CGSW 9.0 Plenary Speaker: Na Li, Harvard University

Date: January 27, 2022
Time: 10:00am-10:30am
Location: 8 Saint Mary’s Street, PHO 906

Scalable Distributed Control and Learning of Networked Dynamical Systems

Recent radical evolution in distributed sensing, computation, communication, and actuation has fostered the emergence of cyber-physical network systems. Regardless of the specific application, one central goal is to shape the network’s collective behavior through the design of admissible local decisionmaking algorithms. This is nontrivial due to various challenges, especially the system’s high complexity and yet limited local information. In this talk, I will present our recent progress in formally advancing the systematic design of distributed coordination in network systems via harnessing special properties of the underlying problems and systems.

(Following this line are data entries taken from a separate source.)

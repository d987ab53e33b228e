//! Periodic cleanup of lapsed sessions, index entries and leases.

use std::time::Duration;

use jobline_telemetry::metrics::SWEEPER_REMOVED_TOTAL;
use serde::Serialize;
use tokio::time::MissedTickBehavior;
use tokio_util::sync::CancellationToken;
use tracing::instrument;

use crate::errors::Result;
use crate::lease::OwnershipLease;
use crate::session_store::SessionStore;

/// What one sweep removed.
#[derive(Clone, Copy, Debug, Default, PartialEq, Eq, Serialize)]
pub struct SweepReport {
    pub orphaned_index_entries: usize,
    pub expired_records: usize,
    pub expired_leases: usize,
}

impl SweepReport {
    pub fn is_empty(&self) -> bool {
        *self == Self::default()
    }
}

#[derive(Clone, Debug)]
pub struct Sweeper {
    store: SessionStore,
    lease: OwnershipLease,
    interval: Duration,
}

impl Sweeper {
    pub fn new(store: SessionStore, lease: OwnershipLease, interval: Duration) -> Self {
        Self {
            store,
            lease,
            interval,
        }
    }

    /// One pass. Lapsed rows are deleted before the index is pruned so the
    /// same pass removes both.
    #[instrument(skip(self), name = "sweep")]
    pub async fn sweep_once(&self) -> Result<SweepReport> {
        let expired_records = self.store.purge_expired().await?;
        let orphaned_index_entries = self.store.prune_index().await?;
        let expired_leases = self.lease.purge_expired().await?;
        let report = SweepReport {
            orphaned_index_entries,
            expired_records,
            expired_leases,
        };
        record(&report);
        Ok(report)
    }

    /// Sweep every interval until `cancel` fires.
    pub async fn run(self, cancel: CancellationToken) {
        let mut ticker = tokio::time::interval(self.interval);
        ticker.set_missed_tick_behavior(MissedTickBehavior::Delay);
        let _ = ticker.tick().await;
        tracing::info!(interval_secs = self.interval.as_secs(), "sweeper started");

        loop {
            tokio::select! {
                () = cancel.cancelled() => break,
                _ = ticker.tick() => {}
            }
            match self.sweep_once().await {
                Ok(report) if report.is_empty() => tracing::debug!("sweep: nothing to remove"),
                Ok(report) => tracing::info!(
                    orphaned_index_entries = report.orphaned_index_entries,
                    expired_records = report.expired_records,
                    expired_leases = report.expired_leases,
                    "sweep removed entries"
                ),
                Err(e) => tracing::warn!(error = %e, "sweep failed"),
            }
        }
        tracing::info!("sweeper stopped");
    }
}

fn record(report: &SweepReport) {
    for (kind, n) in [
        ("index_entry", report.orphaned_index_entries),
        ("record", report.expired_records),
        ("lease", report.expired_leases),
    ] {
        if n > 0 {
            metrics::counter!(SWEEPER_REMOVED_TOTAL, "kind" => kind).increment(n as u64);
        }
    }
}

Na Li is a Gordon McKay professor in Electrical Engineering and Applied Mathematics at Harvard University.  She received her Bachelor degree in Mathematics from Zhejiang University in 2007 and Ph.D. degree in Control and Dynamical systems from California Institute of Technology in 2013. She was a postdoctoral associate at Massachusetts Institute of Technology 2013-2014.  She has hold a variety of shorter term visiting appointments including  the Simons Institute for the Theory of Computing, MIT, and Google Brain. Her research lies in control, learning, and optimization of networked systems, including theory development, algorithm design, and applications to real-world cyber-physical societal system.  She has been an associate editor for IEEE Transactions on Automatic Control, Systems & Control letters, IEEE Control Systems Letters, and served on the organizing committee for a few conferences.  She received NSF career award (2016), AFSOR Young Investigator Award (2017), ONR Young Investigator Award(2019),  Donald P. Eckman Award (2019), McDonald Mentoring Award (2020), the Manfred Thoma Medal (2023), along with some other awards.

See the full CGSW 9.0 Agenda here.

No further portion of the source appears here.